It was getting to be the time of year that the gnats came out in clouds and drove everyone inside. Where the gnats came from was a mystery, but since most things on this planet were a mystery, nobody much cared about this one. Except Marla. She wanted to know. She was tired of playing in her dome and wanted to go out to visit the marsh toads.
Marla was quite motivated to solve the gnat mystery because of her father. He had been a database programmer on Solus IV in the last half of the 25th century, where her parents were from originally, before the relativistic effects of time travel had landed them on this colony world several centuries later (although only a decade or so older). They decided to move not only because of the high tax rates on Solus IV, but most importantly, because her father continually wanted to drive nails into his skull to distract himself from the pain of explaining data normalization to the natives, who were not much more advanced than very clean chimpanzees. No, her father would yell, not even chimps. Donkeys! Chimps at least you could teach to spell short words!

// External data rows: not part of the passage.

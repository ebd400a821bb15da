//! Process-wide V8 platform.

use deno_core::v8;
use once_cell::sync::OnceCell;

/// V8 needs exactly one platform, initialized before the first isolate.
static PLATFORM: OnceCell<v8::SharedRef<v8::Platform>> = OnceCell::new();

/// Initialize the engine. Called implicitly by the first isolate; safe to
/// call any number of times.
pub fn init() {
    PLATFORM.get_or_init(|| {
        let platform = v8::new_default_platform(0, false).make_shared();
        v8::V8::initialize_platform(platform.clone());
        v8::V8::initialize();
        log::debug!("V8 {} initialized", v8::V8::get_version());
        platform
    });
}

pub fn is_initialized() -> bool {
    PLATFORM.get().is_some()
}

/// Version string of the linked engine.
pub fn engine_version() -> &'static str {
    v8::V8::get_version()
}

#[cfg(test)]
mod tests {
    use super::*;

    #[test]
    fn test_init_is_idempotent() {
        init();
        assert!(is_initialized());
        init();
        assert!(is_initialized());
        assert!(!engine_version().is_empty());
    }
}
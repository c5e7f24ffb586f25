//! 設定ファイル（config.yml）
//!
//! 読み込み順: --config 指定 → ./config.yml → ~/.config/plate-pioneer/config.yml → 既定値

use crate::error::{PioneerError, Result};
use serde::{Deserialize, Serialize};
use std::path::{Path, PathBuf};

pub const LOCAL_CONFIG_FILE: &str = "config.yml";

#[derive(Debug, Clone, Serialize, Deserialize, Default, PartialEq)]
#[serde(default)]
pub struct Config {
    pub file_paths: FilePaths,
    pub sheet_names: SheetNames,
    pub database: DatabaseConfig,
}

#[derive(Debug, Clone, Serialize, Deserialize, Default, PartialEq)]
#[serde(default)]
pub struct FilePaths {
    pub input_file: Option<PathBuf>,
    pub output_file: Option<PathBuf>,
}

#[derive(Debug, Clone, Serialize, Deserialize, PartialEq)]
#[serde(default)]
pub struct SheetNames {
    pub metadata: String,
    pub results: String,
    pub antibodies: String,
    pub concentrations: String,
}

impl Default for SheetNames {
    fn default() -> Self {
        Self {
            metadata: "experiment_meta".into(),
            results: "results".into(),
            antibodies: "ta_map".into(),
            concentrations: "concentration_map".into(),
        }
    }
}

#[derive(Debug, Clone, Serialize, Deserialize, PartialEq)]
#[serde(default)]
pub struct DatabaseConfig {
    pub path: PathBuf,
    pub table: String,
}

impl Default for DatabaseConfig {
    fn default() -> Self {
        Self {
            path: PathBuf::from("experiments.db"),
            table: "experiments".into(),
        }
    }
}

impl Config {
    /// 設定を読み込む
    ///
    /// `explicit` が指定された場合はそのファイルが存在しなければエラー。
    pub fn load(explicit: Option<&Path>) -> Result<Self> {
        if let Some(path) = explicit {
            if !path.exists() {
                return Err(PioneerError::FileNotFound(path.display().to_string()));
            }
            return Self::load_from(path);
        }

        let local = PathBuf::from(LOCAL_CONFIG_FILE);
        if local.exists() {
            return Self::load_from(&local);
        }

        if let Ok(user) = Self::user_config_path() {
            if user.exists() {
                return Self::load_from(&user);
            }
        }

        tracing::debug!("no config file found, using defaults");
        Ok(Self::default())
    }

    pub fn load_from(path: &Path) -> Result<Self> {
        tracing::debug!(path = %path.display(), "loading config");
        let content = std::fs::read_to_string(path)?;
        Self::from_yaml_str(&content)
    }

    pub fn from_yaml_str(content: &str) -> Result<Self> {
        let config: Config = serde_yaml::from_str(content)?;
        config.validate()?;
        Ok(config)
    }

    pub fn save(&self, path: &Path) -> Result<()> {
        if let Some(parent) = path.parent() {
            if !parent.as_os_str().is_empty() {
                std::fs::create_dir_all(parent)?;
            }
        }
        let content = serde_yaml::to_string(self)?;
        std::fs::write(path, content)?;
        Ok(())
    }

    pub fn user_config_path() -> Result<PathBuf> {
        let dir = dirs::config_dir()
            .ok_or_else(|| PioneerError::Config("設定ディレクトリが見つかりません".into()))?;
        Ok(dir.join("plate-pioneer").join(LOCAL_CONFIG_FILE))
    }

    /// シート名とDB設定が空でないことを確認
    pub fn validate(&self) -> Result<()> {
        let required = [
            ("sheet_names.metadata", self.sheet_names.metadata.as_str()),
            ("sheet_names.results", self.sheet_names.results.as_str()),
            ("sheet_names.antibodies", self.sheet_names.antibodies.as_str()),
            ("sheet_names.concentrations", self.sheet_names.concentrations.as_str()),
            ("database.table", self.database.table.as_str()),
        ];
        for (key, value) in required {
            if value.trim().is_empty() {
                return Err(PioneerError::Config(format!("{} が空です", key)));
            }
        }
        Ok(())
    }

    pub fn input_file(&self) -> Result<&Path> {
        self.file_paths
            .input_file
            .as_deref()
            .ok_or_else(|| PioneerError::Config("file_paths.input_file が設定されていません".into()))
    }

    pub fn output_file(&self) -> Result<&Path> {
        self.file_paths
            .output_file
            .as_deref()
            .ok_or_else(|| PioneerError::Config("file_paths.output_file が設定されていません".into()))
    }
}
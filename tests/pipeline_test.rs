//! 処理パイプラインの統合テスト
//!
//! テスト用Excelを生成し、読み込み→変換→CSV/Excel出力までを検証

mod fixtures;

use fixtures::{concentration, result_value, PlateFixture};
use plate_pioneer::cli::ExportFormat;
use plate_pioneer::config::Config;
use plate_pioneer::error::PioneerError;
use plate_pioneer::export::delimited;
use plate_pioneer::pipeline;
use plate_pioneer::workbook::PlateWorkbook;
use plate_pioneer_common::{CellValue, PlateAssembler, WellCoordinate, FIXED_COLUMNS};
use std::collections::HashSet;
use tempfile::tempdir;

fn config_for(dir: &std::path::Path) -> Config {
    let mut config = Config::default();
    config.file_paths.input_file = Some(dir.join("test_plate.xlsx"));
    config.file_paths.output_file = Some(dir.join("test_output").join("test_results.csv"));
    config
}

#[test]
fn test_full_pipeline() {
    let dir = tempdir().expect("Failed to create temp dir");
    let config = config_for(dir.path());
    PlateFixture::default().write(config.input_file().unwrap());

    let (plate, written) = pipeline::run(
        &config,
        &PlateAssembler::default(),
        &ExportFormat::Csv,
        true,
    )
    .expect("パイプライン失敗");

    let output = config.output_file().unwrap();
    assert_eq!(written, vec![output.to_path_buf()]);
    assert!(output.exists(), "CSVが作成されていない");
    assert_eq!(plate.tidy.len(), 96);

    let df = delimited::read_csv(output).expect("CSV読み込み失敗");
    assert_eq!(df.len(), 96, "96行ではない");

    let first = df.row(0).unwrap();
    assert_eq!(first.get("Antibody"), Some(&CellValue::from("Antibody_1")));
    assert_eq!(first.get("Experimenter"), Some(&CellValue::from("SS")));
}

#[test]
fn test_scenario_well_a1() {
    let dir = tempdir().expect("Failed to create temp dir");
    let config = config_for(dir.path());
    PlateFixture::default().write(config.input_file().unwrap());

    let plate = pipeline::process_workbook(
        config.input_file().unwrap(),
        &config.sheet_names,
        &PlateAssembler::default(),
    )
    .unwrap();

    let a1 = plate.tidy.well(WellCoordinate::new('A', 1)).unwrap();
    assert_eq!(a1.get("Result_Value"), Some(&CellValue::Float(1.23)));
    assert_eq!(a1.get("Antibody"), Some(&CellValue::from("Antibody_1")));
    assert_eq!(a1.get("Concentration"), Some(&CellValue::Float(10.0)));
    assert_eq!(a1.get("Experimenter"), Some(&CellValue::from("SS")));

    let h12 = plate.tidy.well(WellCoordinate::new('H', 12)).unwrap();
    assert_eq!(h12.get("Result_Value"), Some(&CellValue::Float(result_value(7, 11))));
    assert_eq!(h12.get("Antibody"), Some(&CellValue::from("Antibody_12")));
    assert_eq!(h12.get("Concentration"), Some(&CellValue::Float(concentration(7))));
}

#[test]
fn test_columns_and_coordinates() {
    let dir = tempdir().expect("Failed to create temp dir");
    let config = config_for(dir.path());
    PlateFixture::default().write(config.input_file().unwrap());

    let plate = pipeline::process_workbook(
        config.input_file().unwrap(),
        &config.sheet_names,
        &PlateAssembler::default(),
    )
    .unwrap();

    let mut expected: Vec<&str> = FIXED_COLUMNS.to_vec();
    expected.extend(["Experimenter", "Date", "Plate_ID"]);
    assert_eq!(plate.tidy.columns(), expected.as_slice());

    let wells: HashSet<_> = plate.tidy.rows().filter_map(|r| r.coordinate()).collect();
    assert_eq!(wells.len(), 96);
    assert!(plate.tidy.rows().all(|r| r.get("Plate_ID") == Some(&CellValue::from("P-001"))));
}

#[test]
fn test_csv_round_trip() {
    let dir = tempdir().expect("Failed to create temp dir");
    let config = config_for(dir.path());
    PlateFixture::default().write(config.input_file().unwrap());

    let (plate, _) = pipeline::run(
        &config,
        &PlateAssembler::default(),
        &ExportFormat::Csv,
        false,
    )
    .unwrap();

    let reloaded = delimited::read_csv(config.output_file().unwrap()).unwrap();
    assert_eq!(reloaded, plate.tidy);
}

#[test]
fn test_export_both_formats() {
    let dir = tempdir().expect("Failed to create temp dir");
    let config = config_for(dir.path());
    PlateFixture::default().write(config.input_file().unwrap());

    let (_, written) = pipeline::run(
        &config,
        &PlateAssembler::default(),
        &ExportFormat::Both,
        false,
    )
    .unwrap();

    assert_eq!(written.len(), 2);
    let xlsx = &written[1];
    assert_eq!(xlsx.extension().and_then(|e| e.to_str()), Some("xlsx"));

    // 出力したExcelを読み戻してヘッダーと行数を確認
    let mut workbook = PlateWorkbook::open(xlsx).unwrap();
    let grid = workbook.read_grid("tidy").unwrap();
    assert_eq!(grid.height(), 97);
    assert_eq!(grid.get(0, 2), Some(&CellValue::from("Result_Value")));
}

#[test]
fn test_processing_is_idempotent() {
    let dir = tempdir().expect("Failed to create temp dir");
    let config = config_for(dir.path());
    PlateFixture::default().write(config.input_file().unwrap());

    let assembler = PlateAssembler::default();
    let first = pipeline::process_workbook(config.input_file().unwrap(), &config.sheet_names, &assembler).unwrap();
    let second = pipeline::process_workbook(config.input_file().unwrap(), &config.sheet_names, &assembler).unwrap();
    assert_eq!(first.tidy, second.tidy);
}

#[test]
fn test_short_results_sheet_fails_with_shape_error() {
    let dir = tempdir().expect("Failed to create temp dir");
    let config = config_for(dir.path());
    PlateFixture {
        results_rows: 6,
        ..Default::default()
    }
    .write(config.input_file().unwrap());

    let err = pipeline::run(&config, &PlateAssembler::default(), &ExportFormat::Csv, false)
        .unwrap_err();
    assert!(matches!(
        err,
        PioneerError::Common(plate_pioneer_common::Error::Shape { actual_rows: 6, .. })
    ));
    assert!(!config.output_file().unwrap().exists(), "エラー時にCSVが作成された");
}

#[test]
fn test_missing_sheet() {
    let dir = tempdir().expect("Failed to create temp dir");
    let config = config_for(dir.path());
    PlateFixture {
        skip_sheet: Some("ta_map"),
        ..Default::default()
    }
    .write(config.input_file().unwrap());

    let err = pipeline::process_workbook(
        config.input_file().unwrap(),
        &config.sheet_names,
        &PlateAssembler::default(),
    )
    .unwrap_err();
    match err {
        PioneerError::MissingSheet { sheet, .. } => assert_eq!(sheet, "ta_map"),
        other => panic!("MissingSheetではない: {:?}", other),
    }
}

#[test]
fn test_require_experimenter() {
    let dir = tempdir().expect("Failed to create temp dir");
    let config = config_for(dir.path());
    PlateFixture {
        metadata: vec![("Date", "2024-05-01")],
        ..Default::default()
    }
    .write(config.input_file().unwrap());

    // 必須でなければ処理は成功する
    let (plate, _) = pipeline::run(&config, &PlateAssembler::default(), &ExportFormat::Csv, false).unwrap();
    assert!(plate.metadata.experimenter().is_none());

    let err = pipeline::run(&config, &PlateAssembler::default(), &ExportFormat::Csv, true).unwrap_err();
    assert!(matches!(
        err,
        PioneerError::Common(plate_pioneer_common::Error::MissingField(_))
    ));
}

#[test]
fn test_date_metadata_cell_is_written_as_date() {
    let dir = tempdir().expect("Failed to create temp dir");
    let config = config_for(dir.path());
    PlateFixture {
        date_cell: true,
        ..Default::default()
    }
    .write(config.input_file().unwrap());

    let (plate, _) = pipeline::run(&config, &PlateAssembler::default(), &ExportFormat::Csv, false).unwrap();
    assert!(plate
        .tidy
        .rows()
        .all(|r| r.get("Date") == Some(&CellValue::from("2024-05-01"))));

    let csv = std::fs::read_to_string(config.output_file().unwrap()).unwrap();
    let first = csv.lines().nth(1).unwrap();
    assert!(first.contains(",2024-05-01,"), "日付がシリアル値のまま: {}", first);
}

Occasionally he would suffer from flashbacks, and scream in agony about primary keys and referential integrity. He would toss and turn in his sleep and yell out ”NO, YOU JUST DON’T GET IT!” and then whimper about how sorry they’d be if they ever tried to get data out of that table and how they would come crying to him and he would, well, goddamn it he would fix it, because that was his job. And then he would start wailing, until he finally tired himself out and fell back asleep.
All in all Marla referred to avoid being present for these episodes. She also tried to avoid the long lectures with neatly labelled charts of tables and fields and arrows delineating one-to-one, one-to-many, and many-to-many relationships between data types. She was not a chimpanzee (or a donkey). She shared half the genes of a brilliant database programmer and had understood it all quite well several years ago. But her father, suffering from a condition only recently added to the DSM-XVIII and labelled as “Intelligence Disparity Stress Syndrome”, was unable to encode new memories of people actually understanding and following along with his train of thought. The syndrome affected the ability for the sufferer to encode new positive memories, and instead the mind replayed an endless loop of intellectual frustration. There was no known cure, although some therapies looked promising. Sadly, none of them were available on their little colony world.

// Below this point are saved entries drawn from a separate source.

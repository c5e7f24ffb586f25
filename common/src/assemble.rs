//! プレート組み立て
//!
//! 結果・抗体・濃度の3グリッドをmeltし、(Row, Col) で内部結合したうえで
//! メタデータを全行に展開する。

use crate::error::{Error, Result};
use crate::grid::{Grid, PlateShape};
use crate::melt::{GridMelter, LongTable, COL_COLUMN, ROW_COLUMN};
use crate::metadata::MetadataMap;
use crate::table::TidyTable;
use crate::types::{CellValue, WellCoordinate};
use std::collections::HashMap;

pub const RESULT_COLUMN: &str = "Result_Value";
pub const ANTIBODY_COLUMN: &str = "Antibody";
pub const CONCENTRATION_COLUMN: &str = "Concentration";

/// 固定列（メタデータ列より前に並ぶ）
pub const FIXED_COLUMNS: [&str; 5] = [
    ROW_COLUMN,
    COL_COLUMN,
    RESULT_COLUMN,
    ANTIBODY_COLUMN,
    CONCENTRATION_COLUMN,
];

/// メタデータキーが既存列名と衝突したときの扱い
#[derive(Debug, Clone, Copy, PartialEq, Eq, Default)]
pub enum CollisionPolicy {
    /// 既存列を全行メタデータ値で上書き
    #[default]
    Overwrite,
    /// ReservedColumn エラー
    Reject,
}

#[derive(Debug, Clone, Copy, Default)]
pub struct PlateAssembler {
    shape: PlateShape,
    collision: CollisionPolicy,
}

impl PlateAssembler {
    pub fn new(shape: PlateShape) -> Self {
        Self {
            shape,
            collision: CollisionPolicy::default(),
        }
    }

    pub fn with_collision_policy(mut self, collision: CollisionPolicy) -> Self {
        self.collision = collision;
        self
    }

    pub fn shape(&self) -> PlateShape {
        self.shape
    }

    pub fn assemble(
        &self,
        results: &Grid,
        antibodies: &Grid,
        concentrations: &Grid,
        metadata: &MetadataMap,
    ) -> Result<TidyTable> {
        // 結合前に形状を検証（行数違いによる結合の重複展開を防ぐ）
        results.validate("results", self.shape)?;
        antibodies.validate("antibodies", self.shape)?;
        concentrations.validate("concentrations", self.shape)?;

        let melter = GridMelter::new(self.shape);
        let results_long = melter.melt(results, RESULT_COLUMN)?;
        let antibodies_long = melter.melt(antibodies, ANTIBODY_COLUMN)?;
        let concentrations_long = melter.melt(concentrations, CONCENTRATION_COLUMN)?;

        let mut table = join_on_well(&results_long, &[&antibodies_long, &concentrations_long])?;
        self.broadcast(&mut table, metadata)?;

        tracing::debug!(
            rows = table.len(),
            columns = table.columns().len(),
            metadata_fields = metadata.len(),
            "assembled tidy table"
        );
        Ok(table)
    }

    fn broadcast(&self, table: &mut TidyTable, metadata: &MetadataMap) -> Result<()> {
        for (key, value) in metadata.iter() {
            match table.column_index(key) {
                Some(index) => {
                    if self.collision == CollisionPolicy::Reject {
                        return Err(Error::ReservedColumn(key.to_string()));
                    }
                    tracing::warn!(key, "metadata key overwrites an existing column");
                    for row in table.rows_mut().iter_mut() {
                        row[index] = value.clone();
                    }
                }
                None => {
                    table.columns_mut().push(key.to_string());
                    for row in table.rows_mut().iter_mut() {
                        row.push(value.clone());
                    }
                }
            }
        }
        Ok(())
    }
}

/// 96ウェル・上書きポリシーで組み立てる
pub fn assemble(
    results: &Grid,
    antibodies: &Grid,
    concentrations: &Grid,
    metadata: &MetadataMap,
) -> Result<TidyTable> {
    PlateAssembler::default().assemble(results, antibodies, concentrations, metadata)
}

/// 座標→値の索引（座標の重複は JoinAmbiguity）
fn index_by_well(table: &LongTable) -> Result<HashMap<WellCoordinate, &CellValue>> {
    let mut index = HashMap::with_capacity(table.len());
    for record in &table.records {
        if index.insert(record.well, &record.value).is_some() {
            return Err(Error::JoinAmbiguity {
                table: table.value_name.clone(),
                well: record.well.label(),
            });
        }
    }
    Ok(index)
}

/// 左テーブルの順序で (Row, Col) 内部結合
///
/// 座標集合が一致しない場合は MergeError。
fn join_on_well(left: &LongTable, rights: &[&LongTable]) -> Result<TidyTable> {
    let left_index = index_by_well(left)?;

    let mut right_indexes = Vec::with_capacity(rights.len());
    for right in rights {
        let index = index_by_well(right)?;
        if let Some(well) = left_index.keys().find(|w| !index.contains_key(*w)) {
            return Err(Error::Merge(format!(
                "well {} present in '{}' but missing from '{}'",
                well, left.value_name, right.value_name
            )));
        }
        if let Some(well) = index.keys().find(|w| !left_index.contains_key(*w)) {
            return Err(Error::Merge(format!(
                "well {} present in '{}' but missing from '{}'",
                well, right.value_name, left.value_name
            )));
        }
        right_indexes.push(index);
    }

    let mut columns = vec![
        ROW_COLUMN.to_string(),
        COL_COLUMN.to_string(),
        left.value_name.clone(),
    ];
    columns.extend(rights.iter().map(|r| r.value_name.clone()));

    let rows = left
        .records
        .iter()
        .filter_map(|record| {
            let mut row = Vec::with_capacity(columns.len());
            row.push(CellValue::Text(record.well.row.to_string()));
            row.push(CellValue::Int(record.well.col as i64));
            row.push(record.value.clone());
            for index in &right_indexes {
                row.push((*index.get(&record.well)?).clone());
            }
            Some(row)
        })
        .collect();

    TidyTable::new(columns, rows)
}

Marla, therefore, was eager to solve the gnat problem.
She wanted to resume her normal routine of trumping through the forest, chatting with the birds and munching on miner’s lettuce and seepa grass. She found the local flora to be quite tasty. Unlike her father’s cooking, which was less than toothsome. She didn’t think that had to do with his IDSS - he was just an awful cook. Her mother had been a good cook, according to her father, but she had dyed in the voyage and Marla could barely remember her anymore.

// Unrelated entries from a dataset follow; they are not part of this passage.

//! 実験メタデータ
//!
//! 2列（キー, 値）のシートから順序付きマップを作る。
//! 重複キーは後勝ち（位置は最初の出現位置のまま）。

use crate::error::{Error, Result};
use crate::grid::Grid;
use crate::types::CellValue;
use indexmap::IndexMap;
use serde::{Deserialize, Serialize};

/// 下流で参照される実験者キー
pub const EXPERIMENTER_KEY: &str = "Experimenter";

#[derive(Debug, Clone, PartialEq, Default, Serialize, Deserialize)]
#[serde(transparent)]
pub struct MetadataMap {
    fields: IndexMap<String, CellValue>,
}

impl MetadataMap {
    pub fn new() -> Self {
        Self::default()
    }

    /// キー/値シートから読み込む（列0=キー, 列1=値）
    ///
    /// キーが空の行は読み飛ばす。値列がない行は空値になる。
    pub fn from_grid(grid: &Grid) -> Result<Self> {
        if grid.is_empty() {
            return Ok(Self::new());
        }
        if grid.width() < 2 {
            return Err(Error::Layout {
                grid: "metadata".to_string(),
                reason: format!("expected 2 columns (key, value), got {}", grid.width()),
            });
        }

        let mut map = Self::new();
        for row in grid.rows() {
            let key = &row[0];
            if key.is_empty() {
                continue;
            }
            let key = key.to_string();
            if map.fields.contains_key(&key) {
                tracing::warn!(key = %key, "duplicate metadata key, keeping the last value");
            }
            map.insert(key, row[1].clone());
        }
        Ok(map)
    }

    pub fn insert(&mut self, key: impl Into<String>, value: impl Into<CellValue>) {
        self.fields.insert(key.into(), value.into());
    }

    pub fn get(&self, key: &str) -> Option<&CellValue> {
        self.fields.get(key)
    }

    /// 必須キーを取得（なければ MissingField）
    pub fn require(&self, key: &str) -> Result<&CellValue> {
        self.get(key)
            .ok_or_else(|| Error::MissingField(key.to_string()))
    }

    pub fn experimenter(&self) -> Option<&CellValue> {
        self.get(EXPERIMENTER_KEY)
    }

    pub fn iter(&self) -> impl Iterator<Item = (&str, &CellValue)> {
        self.fields.iter().map(|(k, v)| (k.as_str(), v))
    }

    pub fn keys(&self) -> impl Iterator<Item = &str> {
        self.fields.keys().map(String::as_str)
    }

    pub fn len(&self) -> usize {
        self.fields.len()
    }

    pub fn is_empty(&self) -> bool {
        self.fields.is_empty()
    }
}

impl<K: Into<String>, V: Into<CellValue>> FromIterator<(K, V)> for MetadataMap {
    fn from_iter<I: IntoIterator<Item = (K, V)>>(iter: I) -> Self {
        let mut map = Self::new();
        for (k, v) in iter {
            map.insert(k, v);
        }
        map
    }
}

#[cfg(test)]
mod tests {
    use super::*;

    fn kv(key: &str, value: CellValue) -> Vec<CellValue> {
        vec![CellValue::from(key), value]
    }

    #[test]
    fn test_from_grid_keeps_order() {
        let grid = Grid::from_rows(vec![
            kv("Experimenter", "SS".into()),
            kv("Date", "2024-05-01".into()),
            kv("Plate_ID", CellValue::Int(7)),
        ]);
        let map = MetadataMap::from_grid(&grid).unwrap();
        let keys: Vec<_> = map.keys().collect();
        assert_eq!(keys, vec!["Experimenter", "Date", "Plate_ID"]);
        assert_eq!(map.experimenter(), Some(&CellValue::from("SS")));
    }

    #[test]
    fn test_duplicate_keys_last_write_wins() {
        let grid = Grid::from_rows(vec![
            kv("Experimenter", "AA".into()),
            kv("Date", "2024-05-01".into()),
            kv("Experimenter", "SS".into()),
        ]);
        let map = MetadataMap::from_grid(&grid).unwrap();
        assert_eq!(map.len(), 2);
        assert_eq!(map.get("Experimenter"), Some(&CellValue::from("SS")));
        assert_eq!(map.keys().next(), Some("Experimenter"));
    }

    #[test]
    fn test_blank_keys_skipped_and_numeric_keys_stringified() {
        let grid = Grid::from_rows(vec![
            vec![CellValue::Empty, CellValue::from("ignored")],
            vec![CellValue::Int(1), CellValue::from("one")],
        ]);
        let map = MetadataMap::from_grid(&grid).unwrap();
        assert_eq!(map.len(), 1);
        assert_eq!(map.get("1"), Some(&CellValue::from("one")));
    }

    #[test]
    fn test_single_column_sheet_rejected() {
        let grid = Grid::from_rows(vec![vec![CellValue::from("Experimenter")]]);
        assert!(matches!(
            MetadataMap::from_grid(&grid),
            Err(Error::Layout { .. })
        ));
    }

    #[test]
    fn test_empty_sheet_is_empty_map() {
        let map = MetadataMap::from_grid(&Grid::default()).unwrap();
        assert!(map.is_empty());
    }

    #[test]
    fn test_require_missing() {
        let map: MetadataMap = [("Date", "2024-05-01")].into_iter().collect();
        assert!(map.experimenter().is_none());
        assert_eq!(
            map.require(EXPERIMENTER_KEY),
            Err(Error::MissingField("Experimenter".to_string()))
        );
    }
}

[Author’s note: I feel tired. I don’t know what to do with the gnats. Perhaps she finds a way to avoid them by smearing a special paste on herself that she learns about from the birds, who yes, speak Common quite well. Or perhaps she develops some psychic ability to communicate with them and asks them nicely to please go buzz somewhere else. Maybe her mom isn’t dead after all and somehow figures in. Maybe … <sigh>. So many possibilities. But I chafe at the obligation to finish the story and wish to abandon my nascent plotline posthaste. So I will leave it in your hands, dear reader, to determine how Marla shall be delivered from her gnat problem (and her father problem).]